Oyo State government has announced vitamin A supplements and deworming for one million children under the age of five as part of its efforts to optimise maternal and child care in the first round of its five-day Maternal, Newborn, and Child Health Week.
Executive Secretary, Oyo State Primary HealthCare Board, Dr Muideen Olatunji, stated this at the flag-off of a 5-day Optimised Maternal, Newborn, and Child Health Week at Oranyan Primary Healthcare Centre in Ibadan.
Dr Olatunji stated that this is part of a regular exercise by the Oyo State government to deliver an integrated package of preventive services known to be cost-effective to improve mothers’ and children’s health and survival.
He said that the prevalence of childhood malnutrition with stunting has dropped from 24.4 percent to 23.0 percent, demonstrating the success of the integrated package of preventative services being delivered by the Oyo State administration.
“Optimisation is fundamentally two-fold. One is to make sure that we are focusing on more than just deworming medications or vitamin A therapies. Additionally, we want to highlight the health services that mothers can use and encourage them to return to the medical facilities for these services.

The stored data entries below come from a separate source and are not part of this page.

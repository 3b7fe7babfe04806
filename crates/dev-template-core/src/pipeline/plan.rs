//! What a run will create, derived once from the request

use crate::environment::PackageSpec;
use crate::error::ConfigError;
use std::path::{Path, PathBuf};

/// Names that cannot be used as a project directory on some platform
const RESERVED_NAMES: &[&str] = &[
    "CON", "PRN", "AUX", "NUL", "COM1", "COM2", "COM3", "COM4", "COM5", "COM6", "COM7", "COM8",
    "COM9", "LPT1", "LPT2", "LPT3", "LPT4", "LPT5", "LPT6", "LPT7", "LPT8", "LPT9", "bin", "boot",
    "dev", "etc", "lib", "lib64", "proc", "run", "sbin", "srv", "sys", "tmp", "var",
];

/// Suffix of the environment directory name
pub const ENV_DIR_SUFFIX: &str = "_venv";

/// A project the user asked for, before validation
#[derive(Debug, Clone, PartialEq)]
pub struct ProjectRequest {
    pub name: String,
    /// Directory the project is created in
    pub parent_dir: PathBuf,
    /// Packages to install, in order
    pub packages: Vec<PackageSpec>,
}

/// Validated locations for one run. Never changes after creation.
#[derive(Debug, Clone, PartialEq, Eq)]
pub struct ProjectPlan {
    name: String,
    root_path: PathBuf,
    env_path: PathBuf,
}

impl ProjectPlan {
    /// Validate the name and derive the project and environment paths.
    ///
    /// The environment is `<parent>/<name>_venv`, or `<root>/<name>_venv`
    /// when `venv_in_project` is set.
    pub fn new(name: &str, parent: PathBuf, venv_in_project: bool) -> Result<Self, ConfigError> {
        let name = name.trim();
        validate_name(name)?;
        if !parent.is_absolute() {
            return Err(ConfigError::RelativePath {
                what: "project path",
                path: parent,
            });
        }

        let root_path = parent.join(name);
        let env_dir = format!("{}{}", name, ENV_DIR_SUFFIX);
        let env_path = if venv_in_project {
            root_path.join(env_dir)
        } else {
            parent.join(env_dir)
        };

        Ok(Self {
            name: name.to_string(),
            root_path,
            env_path,
        })
    }

    pub fn name(&self) -> &str {
        &self.name
    }

    pub fn root_path(&self) -> &Path {
        &self.root_path
    }

    pub fn env_path(&self) -> &Path {
        &self.env_path
    }

    /// Directory the project is created in
    pub fn parent_dir(&self) -> &Path {
        self.root_path.parent().unwrap_or(&self.root_path)
    }
}

/// Check that `name` can be used as a project directory and package name
pub fn validate_name(name: &str) -> Result<(), ConfigError> {
    let invalid = |reason: &str| ConfigError::InvalidProjectName {
        name: name.to_string(),
        reason: reason.to_string(),
    };

    if name.is_empty() {
        return Err(invalid("name is empty"));
    }
    if name == "." || name == ".." {
        return Err(invalid("name must not be a relative directory"));
    }
    if name.contains(['/', '\\']) {
        return Err(invalid("name must not contain path separators"));
    }
    if name.chars().any(char::is_whitespace) {
        return Err(invalid("name must not contain whitespace"));
    }
    if RESERVED_NAMES.iter().any(|r| r.eq_ignore_ascii_case(name)) {
        return Err(invalid("name is reserved by the operating system"));
    }
    Ok(())
}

“Also, the exercise is to close the gaps that we’ve seen in these interventions and, leveraging on this opportunity, ensure that many children and mothers benefit from our interventions.
“The packages comprehensively address the main causes of death in pregnant women and children under the age of 5 years. It is necessary to make improvements to the alarmingly high Nigerian health indices, particularly those that impact women and their offspring.

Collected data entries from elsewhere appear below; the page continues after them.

//! Isolated environment provisioning
//!
//! This module provides:
//! - Package specifiers and per-package install outcomes
//! - Failure classification and the retry/backoff policy
//! - Python interpreter detection
//! - The `venv`/`pip` backend and the provisioner that drives it

pub mod backend;
pub mod outcome;
pub mod package;
pub mod provisioner;
pub mod retry;
pub mod runtime;

pub use backend::{EnvironmentBackend, VenvBackend};
pub use outcome::{FailureReason, InstallFailure, InstallResult, InstallStatus};
pub use package::{normalize_name, requirement_name, PackageSpec};
pub use provisioner::EnvironmentProvisioner;
pub use retry::RetryConfig;
pub use runtime::{check_python, RuntimeInfo};
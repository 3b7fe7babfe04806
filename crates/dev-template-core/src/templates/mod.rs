//! Template resolution, layout, and copying
//!
//! This module provides:
//! - The bundled default template set compiled into the binary
//! - The `template.yaml` layout describing directories and files
//! - Resolution of logical names (user override first, then bundled)
//! - Rendering and writing templates into a project

pub mod bundled;
pub mod copier;
pub mod layout;
pub mod resolver;

pub use bundled::BundledTemplates;
pub use copier::{copy_templates, write_file};
pub use layout::{
    Condition, LayoutFile, TemplateLayout, LAYOUT_TEMPLATE, MANIFEST_TOML_TEMPLATE,
    PROJECT_NAME_TOKEN, REQUIREMENTS_TEMPLATE, REQUIRED_TEMPLATES,
};
pub use resolver::{render_str, RenderContext, Template, TemplateResolver, TemplateSource};
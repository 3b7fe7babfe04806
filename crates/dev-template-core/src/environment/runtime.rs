//! Python interpreter detection

use std::process::Command;

/// Interpreter names tried in order of preference
const PYTHON_CANDIDATES: &[&str] = &["python3", "python"];

/// Runtime detection result
#[derive(Debug, Clone)]
pub struct RuntimeInfo {
    pub name: &'static str,
    /// Program to invoke (e.g. `python3`)
    pub program: Option<String>,
    pub version: Option<String>,
    pub available: bool,
}

/// Check if a Python 3 interpreter is available
pub fn check_python() -> RuntimeInfo {
    for candidate in PYTHON_CANDIDATES {
        let output = Command::new(candidate).arg("--version").output();

        if let Ok(out) = output {
            if !out.status.success() {
                continue;
            }
            // Python 2 printed its version on stderr
            let mut version = String::from_utf8_lossy(&out.stdout).trim().to_string();
            if version.is_empty() {
                version = String::from_utf8_lossy(&out.stderr).trim().to_string();
            }
            if is_python3(&version) {
                log::debug!("Detected {} via '{}'", version, candidate);
                return RuntimeInfo {
                    name: "Python 3",
                    program: Some(candidate.to_string()),
                    version: Some(version),
                    available: true,
                };
            }
            log::debug!("Ignoring '{}': reports {}", candidate, version);
        }
    }

    RuntimeInfo {
        name: "Python 3",
        program: None,
        version: None,
        available: false,
    }
}

fn is_python3(version_output: &str) -> bool {
    version_output
        .strip_prefix("Python ")
        .is_some_and(|v| v.starts_with('3'))
}
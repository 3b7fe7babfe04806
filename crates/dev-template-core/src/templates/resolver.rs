//! Template lookup (user override, then bundled default) and rendering

use super::bundled::BundledTemplates;
use super::layout::{TemplateLayout, LAYOUT_TEMPLATE, PROJECT_NAME_TOKEN};
use crate::config::Config;
use crate::error::TemplateError;
use std::fmt;
use std::path::{Path, PathBuf};

/// Token replaced with one `import` line per package
pub const IMPORTS_TOKEN: &str = "{{imports}}";

/// Where a template's content comes from
#[derive(Debug, Clone, PartialEq, Eq)]
pub enum TemplateSource {
    /// A file in the user's templates directory
    User(PathBuf),
    /// The compiled-in default for a logical name
    Bundled(String),
}

impl TemplateSource {
    pub fn is_user_override(&self) -> bool {
        matches!(self, TemplateSource::User(_))
    }
}

impl fmt::Display for TemplateSource {
    fn fmt(&self, f: &mut fmt::Formatter<'_>) -> fmt::Result {
        match self {
            TemplateSource::User(path) => write!(f, "{}", path.display()),
            TemplateSource::Bundled(name) => write!(f, "<bundled>/{}", name),
        }
    }
}

/// A resolved template ready to be rendered into a project
#[derive(Debug, Clone, PartialEq, Eq)]
pub struct Template {
    pub logical_name: String,
    pub source: TemplateSource,
    /// Destination relative to the project root
    pub destination: PathBuf,
}

/// Values substituted into templates
#[derive(Debug, Clone, PartialEq, Eq)]
pub struct RenderContext {
    pub project_name: String,
    /// Module names to import in the entry point
    pub imports: Vec<String>,
}

impl RenderContext {
    pub fn new(project_name: impl Into<String>) -> Self {
        Self {
            project_name: project_name.into(),
            imports: Vec::new(),
        }
    }

    pub fn with_imports<I, S>(mut self, modules: I) -> Self
    where
        I: IntoIterator<Item = S>,
        S: Into<String>,
    {
        self.imports = modules.into_iter().map(Into::into).collect();
        self
    }

    /// The `{{imports}}` replacement: sorted, deduplicated import lines
    /// followed by two blank lines, or nothing when there are no imports
    fn imports_block(&self) -> String {
        let mut modules: Vec<&str> = self.imports.iter().map(String::as_str).collect();
        modules.sort_unstable();
        modules.dedup();
        if modules.is_empty() {
            return String::new();
        }
        let mut block: String = modules.iter().map(|m| format!("import {m}\n")).collect();
        block.push_str("\n\n");
        block
    }
}

/// Substitute every token in `content`. Pure: same input, same output.
pub fn render_str(content: &str, ctx: &RenderContext) -> String {
    content
        .replace(IMPORTS_TOKEN, &ctx.imports_block())
        .replace(PROJECT_NAME_TOKEN, &ctx.project_name)
}

/// Resolves logical template names, preferring user overrides
#[derive(Debug, Clone)]
pub struct TemplateResolver {
    templates_dir: PathBuf,
    bundled: BundledTemplates,
}

impl TemplateResolver {
    pub fn new(templates_dir: impl Into<PathBuf>, bundled: BundledTemplates) -> Self {
        Self {
            templates_dir: templates_dir.into(),
            bundled,
        }
    }

    /// Resolver over the configured templates dir with the Python defaults
    pub fn from_config(config: &Config) -> Self {
        Self::new(config.templates_dir.clone(), BundledTemplates::python())
    }

    pub fn templates_dir(&self) -> &Path {
        &self.templates_dir
    }

    /// Find the source for a logical name
    pub fn resolve(&self, logical_name: &str) -> Result<TemplateSource, TemplateError> {
        let user_path = self.templates_dir.join(logical_name);
        if user_path.is_file() {
            return Ok(TemplateSource::User(user_path));
        }
        if self.bundled.contains(logical_name) {
            return Ok(TemplateSource::Bundled(logical_name.to_string()));
        }
        Err(TemplateError::Missing {
            name: logical_name.to_string(),
            templates_dir: self.templates_dir.clone(),
        })
    }

    /// Raw content of a resolved template
    pub fn read(&self, source: &TemplateSource) -> Result<String, TemplateError> {
        match source {
            TemplateSource::User(path) => {
                std::fs::read_to_string(path).map_err(|source| TemplateError::Read {
                    path: path.clone(),
                    source,
                })
            }
            TemplateSource::Bundled(name) => {
                self.bundled
                    .get(name)
                    .map(str::to_string)
                    .ok_or_else(|| TemplateError::Missing {
                        name: name.clone(),
                        templates_dir: self.templates_dir.clone(),
                    })
            }
        }
    }

    /// Render a resolved template. Never modifies the source.
    pub fn render(
        &self,
        source: &TemplateSource,
        ctx: &RenderContext,
    ) -> Result<String, TemplateError> {
        Ok(render_str(&self.read(source)?, ctx))
    }

    /// Load and validate the project layout
    pub fn load_layout(&self) -> Result<TemplateLayout, TemplateError> {
        let source = self.resolve(LAYOUT_TEMPLATE)?;
        log::debug!("Using template layout from {}", source);
        TemplateLayout::parse(&self.read(&source)?)
    }

    /// Resolve every file the layout enables under `config`.
    ///
    /// Fails on the first missing template, before anything is written.
    pub fn plan(
        &self,
        layout: &TemplateLayout,
        config: &Config,
        project_name: &str,
    ) -> Result<Vec<Template>, TemplateError> {
        layout
            .files_for(config)
            .into_iter()
            .map(|file| {
                Ok(Template {
                    logical_name: file.name.clone(),
                    source: self.resolve(&file.name)?,
                    destination: file.destination_for(project_name),
                })
            })
            .collect()
    }
}

#[cfg(test)]
mod tests {
    use super::*;
    use std::fs;

    #[test]
    fn test_user_override_wins() {
        let dir = tempfile::tempdir().unwrap();
        fs::write(dir.path().join("README.md"), "# {{project_name}} (mine)\n").unwrap();
        let resolver = TemplateResolver::new(dir.path(), BundledTemplates::python());

        let source = resolver.resolve("README.md").unwrap();
        assert_eq!(source, TemplateSource::User(dir.path().join("README.md")));
        assert!(source.is_user_override());

        let rendered = resolver.render(&source, &RenderContext::new("demo")).unwrap();
        assert_eq!(rendered, "# demo (mine)\n");
    }

    #[test]
    fn test_falls_back_to_bundled() {
        let dir = tempfile::tempdir().unwrap();
        let resolver = TemplateResolver::new(dir.path(), BundledTemplates::python());
        assert_eq!(
            resolver.resolve("setup.py").unwrap(),
            TemplateSource::Bundled("setup.py".to_string())
        );
    }

    #[test]
    fn test_missing_everywhere() {
        let dir = tempfile::tempdir().unwrap();
        let resolver = TemplateResolver::new(
            dir.path(),
            BundledTemplates::python().without("README.md"),
        );
        assert!(matches!(
            resolver.resolve("README.md"),
            Err(TemplateError::Missing { name, .. }) if name == "README.md"
        ));
    }

    #[test]
    fn test_render_is_idempotent() {
        let ctx = RenderContext::new("demo").with_imports(["requests", "pytest"]);
        for (_, content) in BundledTemplates::python().iter() {
            assert_eq!(render_str(content, &ctx), render_str(content, &ctx));
        }
    }

    #[test]
    fn test_render_does_not_touch_source() {
        let dir = tempfile::tempdir().unwrap();
        let path = dir.path().join("README.md");
        fs::write(&path, "# {{project_name}}\n").unwrap();
        let resolver = TemplateResolver::new(dir.path(), BundledTemplates::empty());

        let source = resolver.resolve("README.md").unwrap();
        resolver.render(&source, &RenderContext::new("demo")).unwrap();
        assert_eq!(fs::read_to_string(&path).unwrap(), "# {{project_name}}\n");
    }

    #[test]
    fn test_imports_block() {
        let content = "{{imports}}def main() -> None:\n    pass\n";

        let plain = render_str(content, &RenderContext::new("demo"));
        assert_eq!(plain, "def main() -> None:\n    pass\n");

        let ctx = RenderContext::new("demo").with_imports(["requests", "attr", "requests"]);
        assert_eq!(
            render_str(content, &ctx),
            "import attr\nimport requests\n\n\ndef main() -> None:\n    pass\n"
        );
    }

    #[test]
    fn test_plan_skips_disabled_files() {
        let dir = tempfile::tempdir().unwrap();
        let resolver = TemplateResolver::new(dir.path(), BundledTemplates::python());
        let layout = resolver.load_layout().unwrap();

        let mut config = Config::defaults(dir.path());
        config.create_setup_file = false;
        let templates = resolver.plan(&layout, &config, "demo").unwrap();

        assert!(templates.iter().all(|t| t.logical_name != "setup.py"));
        let main = templates
            .iter()
            .find(|t| t.logical_name == "src/main.py")
            .unwrap();
        assert_eq!(main.destination, PathBuf::from("src").join("demo").join("main.py"));
    }
}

“Nigeria established the MNCH week in response to this situation, with the goal of expanding a suite of critical interventions for maternity, newborn, and child survival that have been shown to lower rates of maternal, neonatal, and infant death.”
Dr Olatunji declared that the interventions are free and safe, urging mothers and caregivers to take their children that are 5 years and younger to the nearest health facility to them to access these interventions.
“It is not restricted to one thing; it encompasses other things like family planning, oral rehydration solution (ORS) and zinc for diarrhoea, intermittent preventive treatment of malaria in pregnancy, and long-lasting insecticidal-treated nets,” he continued.
Dr Omowunmi Okedare, the Deputy Project Director for Solina Health, speaking on behalf of the partners implementing health interventions in Oyo states stated that the benefits of the interventions are tremendous and urged mothers to come out and not deny themselves and their babies’ these benefits.